Information shown »
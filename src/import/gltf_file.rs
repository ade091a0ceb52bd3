use super::types::{Character, ImportError, ImportOptions};
use crate::{
    animation::{Animation, Channel, ClipBuilder, Interpolation},
    arm_error::ArmError,
    skeleton::{JointDesc, Skeleton, SkeletonBuilder},
    util,
};
use ahash::{HashMap, HashMapExt};
use gltf::{
    accessor::Iter, animation::util::ReadOutputs, buffer::Data, Document,
    Gltf, Node,
};
use log::{debug, error, info, warn};
use nalgebra_glm as glm;
use std::{fs, io, path::Path};

#[derive(Clone, Debug)]
struct NodeInfo {
    name: String,
    parent: Option<usize>,
    translation: glm::Vec3,
    rotation: glm::Quat,
    scale: glm::Vec3,
}

/// Coordinate conversion applied to everything that is imported
#[derive(Copy, Clone, Debug)]
struct Convert {
    swizzle: bool,
    scale: f32,
}

impl Convert {
    const fn new(options: &ImportOptions) -> Self {
        Self {
            swizzle: options.swizzle,
            scale: options.scale,
        }
    }

    /// Converts a position from Y axis up to Z axis up and scales it
    fn position(self, v: &glm::Vec3) -> glm::Vec3 {
        let v = if self.swizzle {
            glm::vec3(v.x, -v.z, v.y)
        } else {
            *v
        };
        v * self.scale
    }

    /// Swaps the Y and Z scale factors when swizzling
    fn scale(self, v: &glm::Vec3) -> glm::Vec3 {
        if self.swizzle {
            glm::vec3(v.x, v.z, v.y)
        } else {
            *v
        }
    }

    /// Converts a rotation from Y axis up to Z axis up
    fn rotation(self, q: &glm::Quat) -> glm::Quat {
        if self.swizzle {
            glm::quat(q.i, -q.k, q.j, q.w)
        } else {
            *q
        }
    }

    /// Converts a matrix by conjugating with the swizzle and scale
    fn matrix(self, m: &glm::Mat4) -> glm::Mat4 {
        let s = self.scale;
        let mut c = glm::scaling(&glm::vec3(s, s, s));
        if self.swizzle {
            c *= glm::rotation(
                std::f32::consts::FRAC_PI_2,
                &glm::vec3(1.0, 0.0, 0.0),
            );
        }
        let c_inv = glm::inverse(&c);
        c * m * c_inv
    }
}

fn load_impl<P>(path: P) -> Result<(Document, Vec<Data>), ArmError>
where
    P: AsRef<Path>,
{
    let path = path.as_ref();
    let base = path.parent().unwrap_or_else(|| Path::new("./"));
    let file = fs::File::open(path)?;
    let reader = io::BufReader::new(file);
    let gltf = Gltf::from_reader(reader)?;
    let buffers = gltf::import_buffers(&gltf.document, Some(base), gltf.blob)?;
    info!(
        "{:?}, base path={:?}, buffer count={}",
        path,
        base,
        buffers.len(),
    );
    Ok((gltf.document, buffers))
}

/// Loads a character from a glTF or glb file
///
/// The file must have exactly one skin. Its joints, in the order listed by
/// the skin, become the skeleton with that order as the original joint
/// index. Every animation in the file becomes a clip for the skeleton.
///
/// # Errors
/// May return `ArmError`
pub fn load(
    path: &Path,
    options: &ImportOptions,
) -> Result<Character, ArmError> {
    let (document, buffers) = load_impl(path)?;
    character(&document, &buffers, options)
}

/// Loads a character from glTF data in memory. External buffers are not
/// supported but embedded base64 buffers and glb blobs are.
///
/// # Errors
/// May return `ArmError`
pub fn load_slice(
    bytes: &[u8],
    options: &ImportOptions,
) -> Result<Character, ArmError> {
    let gltf = Gltf::from_slice(bytes)?;
    let buffers = gltf::import_buffers(&gltf.document, None, gltf.blob)?;
    debug!("loaded {} buffers from slice", buffers.len());
    character(&gltf.document, &buffers, options)
}

fn character(
    document: &Document,
    buffers: &[Data],
    options: &ImportOptions,
) -> Result<Character, ArmError> {
    let (skeleton, node_to_joint) = load_skeleton(document, buffers, options)?;
    let animations = load_animations(
        document,
        buffers,
        &skeleton,
        &node_to_joint,
        options,
    )?;
    info!(
        "skeleton {} with {} joints, {} animations",
        skeleton.name(),
        skeleton.joint_count(),
        animations.len()
    );
    Ok(Character {
        skeleton,
        animations,
    })
}

/// Recursive node tree traversal
fn traverse_tree(
    node: &Node,
    tree: &mut HashMap<usize, NodeInfo>,
    parent: Option<usize>,
) {
    for child in node.children() {
        traverse_tree(&child, tree, Some(node.index()));
    }

    let name = node
        .name()
        .map_or_else(|| format!("node.{}", node.index()), ToString::to_string);
    let (t, r, s) = node.transform().decomposed();
    tree.insert(
        node.index(),
        NodeInfo {
            name,
            parent,
            translation: t.into(),
            rotation: r.into(),
            scale: s.into(),
        },
    );
}

/// Builds the skeleton from the only skin. Also returns the mapping from
/// node index to original joint index.
/// Combined transform of the non-joint nodes above a root joint
fn root_offset(
    full_tree: &HashMap<usize, NodeInfo>,
    node_to_joint: &HashMap<usize, usize>,
    root: &NodeInfo,
    convert: Convert,
) -> Result<glm::Mat4, ArmError> {
    let mut offset = glm::Mat4::identity();
    let mut next = root.parent;
    while let Some(index) = next {
        let Some(node) = full_tree.get(&index) else {
            error!("no node info for ancestor {} of {}", index, root.name);
            return Err(ImportError::NoNodeInfo(index).into());
        };
        if node_to_joint.contains_key(&index) {
            warn!(
                "joint {} is below non-joint nodes inside joint {}",
                root.name, node.name
            );
        }
        offset = util::compose(
            &convert.position(&node.translation),
            &convert.rotation(&node.rotation),
            &convert.scale(&node.scale),
        ) * offset;
        next = node.parent;
    }
    if root.parent.is_some() {
        debug!("joint {} has non-joint parent, offset={:?}", root.name, offset);
    }
    Ok(offset)
}

fn load_skeleton(
    document: &Document,
    buffers: &[Data],
    options: &ImportOptions,
) -> Result<(Skeleton, HashMap<usize, usize>), ArmError> {
    let convert = Convert::new(options);
    let skins: Vec<_> = document.skins().collect();
    let skin = match skins.as_slice() {
        [] => {
            error!("no skin found");
            return Err(ImportError::NoSkin.into());
        }
        [skin] => skin,
        _ => {
            error!("{} skins found but only one is supported", skins.len());
            return Err(ImportError::MultipleSkins(skins.len()).into());
        }
    };

    // Full node tree
    let mut full_tree = HashMap::<usize, NodeInfo>::new();
    for scene in document.scenes() {
        for node in scene.nodes() {
            traverse_tree(&node, &mut full_tree, None);
        }
    }
    debug!("full tree={:?}", full_tree);

    let node_to_joint: HashMap<usize, usize> = skin
        .joints()
        .enumerate()
        .map(|(joint, node)| (node.index(), joint))
        .collect();
    let joint_count = skin.joints().count();

    let inverse_binds: Option<Vec<glm::Mat4>> = if options.file_inverse_bind {
        let reader = skin.reader(|x| buffers.get(x.index()).map(|d| &d.0[..]));
        let Some(iter) = reader.read_inverse_bind_matrices() else {
            error!("skin {} has no inverse bind matrices", skin.index());
            return Err(ImportError::NoInverseBind.into());
        };
        let matrices: Vec<glm::Mat4> = iter
            .map(|m| convert.matrix(&glm::Mat4::from(m)))
            .collect();
        if matrices.len() != joint_count {
            error!(
                "skin {} has {} joints but {} inverse binds",
                skin.index(),
                joint_count,
                matrices.len()
            );
            return Err(ImportError::InverseBindCount {
                joints: joint_count,
                matrices: matrices.len(),
            }
            .into());
        }
        Some(matrices)
    } else {
        None
    };

    let name = skin.name().map_or_else(
        || format!("skin.{}", skin.index()),
        ToString::to_string,
    );
    let mut builder = SkeletonBuilder::new(name);
    for (joint, node) in skin.joints().enumerate() {
        let node_index = node.index();
        let Some(node_info) = full_tree.get(&node_index) else {
            error!(
                "skin {} has no node info for node index {}",
                skin.index(),
                node_index,
            );
            return Err(ImportError::NoNodeInfo(node_index).into());
        };

        // A parent that is not a joint is dropped and this joint becomes a
        // root placed under the transforms of its ancestor nodes
        let parent = node_info
            .parent
            .and_then(|p| node_to_joint.get(&p).copied());

        let mut desc = JointDesc::new(node_info.name.clone(), parent)
            .translation(convert.position(&node_info.translation))
            .rotation(convert.rotation(&node_info.rotation))
            .scale(convert.scale(&node_info.scale));
        if parent.is_none() {
            let offset = root_offset(
                &full_tree,
                &node_to_joint,
                node_info,
                convert,
            )?;
            desc = desc.root_offset(offset);
        }
        if let Some(m) = inverse_binds.as_ref().and_then(|v| v.get(joint)) {
            desc = desc.inverse_bind(*m);
        }
        builder.push(desc);
    }
    Ok((builder.build()?, node_to_joint))
}

/// Collects a channel's keyframe times
fn read_times(inputs: Option<Iter<'_, f32>>) -> Result<Vec<f32>, ArmError> {
    match inputs {
        Some(Iter::Standard(times)) => Ok(times.collect()),
        Some(Iter::Sparse(_)) => {
            error!("unsupported sparse animation format");
            Err(ImportError::SparseAnimation.into())
        }
        None => {
            error!("animation does not contain a sampler");
            Err(ImportError::NoSampler.into())
        }
    }
}

/// Cubic spline outputs are stored as in-tangent, value, out-tangent
/// triplets. Only the values are kept.
fn spline_values<T: Copy>(values: Vec<T>, cubic: bool) -> Vec<T> {
    if cubic {
        values.chunks_exact(3).map(|c| c[1]).collect()
    } else {
        values
    }
}

fn load_animations(
    document: &Document,
    buffers: &[Data],
    skeleton: &Skeleton,
    node_to_joint: &HashMap<usize, usize>,
    options: &ImportOptions,
) -> Result<Vec<Animation>, ArmError> {
    let convert = Convert::new(options);
    let mut ret = Vec::new();
    for animation in document.animations() {
        let name = animation.name().map_or_else(
            || format!("animation.{}", animation.index()),
            ToString::to_string,
        );
        debug!("animation name={}", name);

        let mut input: Option<usize> = None;
        let mut clip = ClipBuilder::new(name.clone()).fill_bind_pose();
        for channel in animation.channels() {
            let sampler = channel.sampler();
            let accessor = sampler.input().index();
            if options.single_input && input.is_some_and(|i| i != accessor) {
                error!("animation {} has multiple inputs", name);
                return Err(ImportError::MultipleInputs(name).into());
            }
            input = Some(accessor);

            let node = channel.target().node();
            let Some(joint) = node_to_joint
                .get(&node.index())
                .and_then(|j| skeleton.by_original(*j))
                .map(|j| j.name.as_str())
            else {
                warn!(
                    "animation {} targets node {} which is not a joint",
                    name,
                    node.index()
                );
                continue;
            };

            let (interpolation, cubic) = match sampler.interpolation() {
                gltf::animation::Interpolation::Step => {
                    (Interpolation::Step, false)
                }
                gltf::animation::Interpolation::Linear => {
                    (Interpolation::Linear, false)
                }
                gltf::animation::Interpolation::CubicSpline => {
                    warn!("animation {} cubic spline played as linear", name);
                    (Interpolation::Linear, true)
                }
            };

            let reader =
                channel.reader(|x| buffers.get(x.index()).map(|d| &d.0[..]));
            let times = read_times(reader.read_inputs())?;
            let Some(outputs) = reader.read_outputs() else {
                error!("animation {} has a sampler with no output", name);
                return Err(ImportError::NoSampler.into());
            };
            clip = match outputs {
                ReadOutputs::Rotations(x) => {
                    let q: Vec<glm::Quat> = x
                        .into_f32()
                        .map(|r| convert.rotation(&r.into()))
                        .collect();
                    let q = spline_values(q, cubic);
                    clip.rotation(joint, Channel::new(interpolation, times, q)?)
                }
                ReadOutputs::Translations(x) => {
                    let v: Vec<glm::Vec3> =
                        x.map(|t| convert.position(&t.into())).collect();
                    let v = spline_values(v, cubic);
                    clip.translation(
                        joint,
                        Channel::new(interpolation, times, v)?,
                    )
                }
                ReadOutputs::Scales(x) => {
                    let v: Vec<glm::Vec3> =
                        x.map(|s| convert.scale(&s.into())).collect();
                    let v = spline_values(v, cubic);
                    clip.scale(joint, Channel::new(interpolation, times, v)?)
                }
                ReadOutputs::MorphTargetWeights(_) => {
                    error!("morphing not supported");
                    return Err(ImportError::Morphing.into());
                }
            };
        }
        ret.push(clip.build(skeleton)?);
    }
    Ok(ret)
}
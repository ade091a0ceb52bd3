use crate::{
    animation::{Animation, AnimationTask, AnimationTrack, ClipState},
    arm_error::{ArmError, ContentError},
    config::CharacterConfig,
    import::Character,
    skeleton::Skeleton,
    skin::SkinningMatrices,
    types::{CharacterId, ClipId, JointRef, SkinId, TaskId},
};
use ahash::{HashMap, HashMapExt};
use log::{debug, error, info};
use nalgebra_glm as glm;

#[cfg(feature = "rayon")]
use rayon::prelude::*;

/// A skeleton and the clips built against it. Shared by every character
/// spawned from it.
#[derive(Clone, Debug)]
pub struct CharacterSkin {
    skeleton: Skeleton,
    clips: Vec<Animation>,
    clip_names: HashMap<String, ClipId>,
}

impl CharacterSkin {
    #[must_use]
    pub const fn skeleton(&self) -> &Skeleton {
        &self.skeleton
    }

    #[must_use]
    pub fn clips(&self) -> &[Animation] {
        &self.clips
    }

    #[must_use]
    pub fn clip(&self, clip: ClipId) -> Option<&Animation> {
        self.clips.get(clip.0)
    }

    #[must_use]
    pub fn clip_id(&self, name: &str) -> Option<ClipId> {
        self.clip_names.get(name).copied()
    }
}

/// Registry of skins and live characters, and the per-frame driver API
///
/// Characters are referred to by an opaque `CharacterId` returned from
/// `spawn`. Each has its own `AnimationTrack`, so tracks can be played
/// independently.
#[derive(Debug, Default)]
pub struct Animator {
    skins: Vec<CharacterSkin>,
    tracks: HashMap<CharacterId, AnimationTrack>,
    next_character: u32,
}

fn get_skin(
    skins: &[CharacterSkin],
    skin: SkinId,
) -> Result<&CharacterSkin, ArmError> {
    skins.get(skin.0).ok_or_else(|| {
        error!("skin {} not found", skin.0);
        ArmError::UnknownSkin(skin.0)
    })
}

/// Checks that a clip fits a skeleton and does not reuse a clip name
fn check_clip(
    skeleton: &Skeleton,
    clip_names: &HashMap<String, ClipId>,
    animation: &Animation,
) -> Result<(), ArmError> {
    animation.covers(skeleton)?;
    if clip_names.contains_key(animation.name()) {
        error!(
            "skeleton {} already has a clip named {}",
            skeleton.name(),
            animation.name()
        );
        return Err(
            ContentError::DuplicateClipName(animation.name().to_string())
                .into(),
        );
    }
    Ok(())
}

fn get_track_mut(
    tracks: &mut HashMap<CharacterId, AnimationTrack>,
    character: CharacterId,
) -> Result<&mut AnimationTrack, ArmError> {
    tracks.get_mut(&character).ok_or_else(|| {
        error!("{} not found", character);
        ArmError::UnknownCharacter(character.0)
    })
}

impl Animator {
    #[must_use]
    pub fn new() -> Self {
        Self {
            skins: Vec::new(),
            tracks: HashMap::new(),
            next_character: 0,
        }
    }

    /// Adds a skeleton with an empty clip store
    pub fn add_skin(&mut self, skeleton: Skeleton) -> SkinId {
        info!(
            "adding skin {} with {} joints",
            skeleton.name(),
            skeleton.joint_count()
        );
        self.skins.push(CharacterSkin {
            skeleton,
            clips: Vec::new(),
            clip_names: HashMap::new(),
        });
        SkinId(self.skins.len() - 1)
    }

    /// Adds an imported skeleton and all of its clips
    ///
    /// Every clip is checked before anything is added, so on error the
    /// animator is unchanged.
    ///
    /// # Errors
    /// Same as `add_clip`.
    pub fn add_character(
        &mut self,
        character: Character,
    ) -> Result<SkinId, ArmError> {
        let Character {
            skeleton,
            animations,
        } = character;
        let mut clip_names = HashMap::with_capacity(animations.len());
        for (index, animation) in animations.iter().enumerate() {
            check_clip(&skeleton, &clip_names, animation)?;
            clip_names.insert(animation.name().to_string(), ClipId(index));
        }
        info!(
            "adding skin {} with {} joints and {} clips",
            skeleton.name(),
            skeleton.joint_count(),
            animations.len()
        );
        self.skins.push(CharacterSkin {
            skeleton,
            clips: animations,
            clip_names,
        });
        Ok(SkinId(self.skins.len() - 1))
    }

    /// Adds a clip to a skin's clip store
    ///
    /// # Errors
    /// Returns `ArmError::UnknownSkin`, `ArmError::MissingChannel` if a joint
    /// of the skeleton has no frame, `ContentError::SkeletonMismatch` if the
    /// clip was built for another skeleton, or
    /// `ContentError::DuplicateClipName`.
    pub fn add_clip(
        &mut self,
        skin: SkinId,
        animation: Animation,
    ) -> Result<ClipId, ArmError> {
        let Some(store) = self.skins.get_mut(skin.0) else {
            error!("skin {} not found", skin.0);
            return Err(ArmError::UnknownSkin(skin.0));
        };
        check_clip(&store.skeleton, &store.clip_names, &animation)?;
        let id = ClipId(store.clips.len());
        debug!("skin {} clip {} is {}", skin.0, id.0, animation.name());
        store.clip_names.insert(animation.name().to_string(), id);
        store.clips.push(animation);
        Ok(id)
    }

    #[must_use]
    pub fn skin(&self, skin: SkinId) -> Option<&CharacterSkin> {
        self.skins.get(skin.0)
    }

    /// Finds a clip by name
    ///
    /// # Errors
    /// Returns `ArmError::UnknownSkin` or `ArmError::UnknownClipName`.
    pub fn clip_id(
        &self,
        skin: SkinId,
        name: &str,
    ) -> Result<ClipId, ArmError> {
        get_skin(&self.skins, skin)?.clip_id(name).ok_or_else(|| {
            error!("skin {} has no clip {}", skin.0, name);
            ArmError::UnknownClipName(name.to_string())
        })
    }

    /// Creates a character using a skin
    ///
    /// # Errors
    /// Returns `ArmError::UnknownSkin`, or `ArmError::CharacterIdsExhausted`
    /// once every id has been handed out.
    pub fn spawn(&mut self, skin: SkinId) -> Result<CharacterId, ArmError> {
        let joint_count = get_skin(&self.skins, skin)?.skeleton.joint_count();
        let Some(next) = self.next_character.checked_add(1) else {
            error!("no character ids left");
            return Err(ArmError::CharacterIdsExhausted);
        };
        let character = CharacterId(self.next_character);
        self.next_character = next;
        self.tracks.insert(
            character,
            AnimationTrack::new(character, skin, joint_count),
        );
        debug!("spawned {} with skin {}", character, skin.0);
        Ok(character)
    }

    /// Removes a character
    ///
    /// # Errors
    /// Returns `ArmError::UnknownCharacter`.
    pub fn despawn(&mut self, character: CharacterId) -> Result<(), ArmError> {
        if self.tracks.remove(&character).is_none() {
            error!("{} not found", character);
            return Err(ArmError::UnknownCharacter(character.0));
        }
        debug!("despawned {}", character);
        Ok(())
    }

    #[must_use]
    pub fn track(&self, character: CharacterId) -> Option<&AnimationTrack> {
        self.tracks.get(&character)
    }

    #[must_use]
    pub fn character_count(&self) -> usize {
        self.tracks.len()
    }

    /// Adds a task to a character. Each clip's duration is filled in from
    /// the clip store.
    ///
    /// # Errors
    /// Returns `ArmError::UnknownCharacter`, `ArmError::UnknownSkin` or
    /// `ArmError::UnknownClip`.
    pub fn add_task(
        &mut self,
        character: CharacterId,
        mut task: AnimationTask,
    ) -> Result<TaskId, ArmError> {
        let track = get_track_mut(&mut self.tracks, character)?;
        let skin = get_skin(&self.skins, track.skin())?;
        for state in task.stack_mut() {
            let Some(clip) = skin.clip(state.clip) else {
                error!("{} task uses unknown clip {}", character, state.clip.0);
                return Err(ArmError::UnknownClip(state.clip.0));
            };
            state.max_duration = clip.duration();
        }
        Ok(track.add_task(task))
    }

    /// Adds every task in a configuration, resolving clip names
    ///
    /// # Errors
    /// Returns `ArmError::UnknownClipName` for a clip not in the skin and any
    /// error from `add_task`.
    pub fn add_tasks_from_config(
        &mut self,
        character: CharacterId,
        config: &CharacterConfig,
    ) -> Result<Vec<TaskId>, ArmError> {
        let skin = self
            .tracks
            .get(&character)
            .map(AnimationTrack::skin)
            .ok_or_else(|| {
                error!("{} not found", character);
                ArmError::UnknownCharacter(character.0)
            })?;
        let mut ids = Vec::with_capacity(config.tasks.len());
        for task_config in &config.tasks {
            let stack = task_config
                .clips
                .iter()
                .map(|c| {
                    Ok(ClipState::new(self.clip_id(skin, &c.clip)?)
                        .at(c.x, c.y)
                        .speed(c.speed))
                })
                .collect::<Result<Vec<_>, ArmError>>()?;
            let task = AnimationTask::new(stack, task_config.mode)?
                .looping(task_config.looping);
            ids.push(self.add_task(character, task)?);
        }
        Ok(ids)
    }

    /// Advances one task of one character by `dt` and evaluates its pose.
    /// `x` and `y` are the blend coordinates.
    ///
    /// # Errors
    /// Returns `ArmError::UnknownCharacter`, `ArmError::UnknownTask` or any
    /// error from evaluating the pose. The character's pose can not be
    /// exported after an error.
    pub fn play(
        &mut self,
        character: CharacterId,
        task: TaskId,
        x: f32,
        y: f32,
        dt: f32,
    ) -> Result<(), ArmError> {
        let track = get_track_mut(&mut self.tracks, character)?;
        let skin = get_skin(&self.skins, track.skin())?;
        track.play(&skin.skeleton, &skin.clips, task, x, y, dt)
    }

    /// Sets the task played by `tick`. `None` holds the bind pose.
    ///
    /// # Errors
    /// Returns `ArmError::UnknownCharacter` or `ArmError::UnknownTask`.
    pub fn set_active(
        &mut self,
        character: CharacterId,
        task: Option<TaskId>,
        x: f32,
        y: f32,
    ) -> Result<(), ArmError> {
        let track = get_track_mut(&mut self.tracks, character)?;
        if let Some(t) = task {
            if track.task(t).is_none() {
                error!("{} has no task {}", character, t.0);
                return Err(ArmError::UnknownTask(t.0));
            }
        }
        track.set_active(task, x, y);
        Ok(())
    }

    /// Plays the active task of every character. Characters without one are
    /// put in the bind pose.
    ///
    /// # Errors
    /// Returns the first error from any character.
    pub fn tick(&mut self, dt: f32) -> Result<(), ArmError> {
        let skins = &self.skins;

        #[cfg(feature = "rayon")]
        let it = self.tracks.par_iter_mut();
        #[cfg(not(feature = "rayon"))]
        let mut it = self.tracks.iter_mut();
        it.try_for_each(|(_, track)| {
            let skin = get_skin(skins, track.skin())?;
            track.tick(&skin.skeleton, &skin.clips, dt)
        })
    }

    /// Calculates the skinning matrices for a character's current pose,
    /// indexed by original joint index
    ///
    /// # Errors
    /// Returns `ArmError::UnknownCharacter` or `ArmError::PoseNotReady` if
    /// the last evaluation failed.
    pub fn export_to_render(
        &mut self,
        character: CharacterId,
    ) -> Result<&SkinningMatrices, ArmError> {
        let track = get_track_mut(&mut self.tracks, character)?;
        let skin = get_skin(&self.skins, track.skin())?;
        track.export(&skin.skeleton)
    }

    /// Gets the joint to model space matrix of one joint in a character's
    /// current pose, for attaching objects to it
    ///
    /// # Errors
    /// Returns `ArmError::UnknownCharacter`, `ArmError::UnknownJoint`,
    /// `ArmError::JointIndexOutOfRange` or `ArmError::PoseNotReady`.
    pub fn bone_location(
        &self,
        character: CharacterId,
        joint: impl Into<JointRef>,
    ) -> Result<glm::Mat4, ArmError> {
        let Some(track) = self.tracks.get(&character) else {
            error!("{} not found", character);
            return Err(ArmError::UnknownCharacter(character.0));
        };
        let skin = get_skin(&self.skins, track.skin())?;
        track.bone_location(&skin.skeleton, &joint.into())
    }
}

Try it » Line by line, check the material above for the word "swizzle", then give the number of lines that hold it and nothing else.

Solution to the problem » 7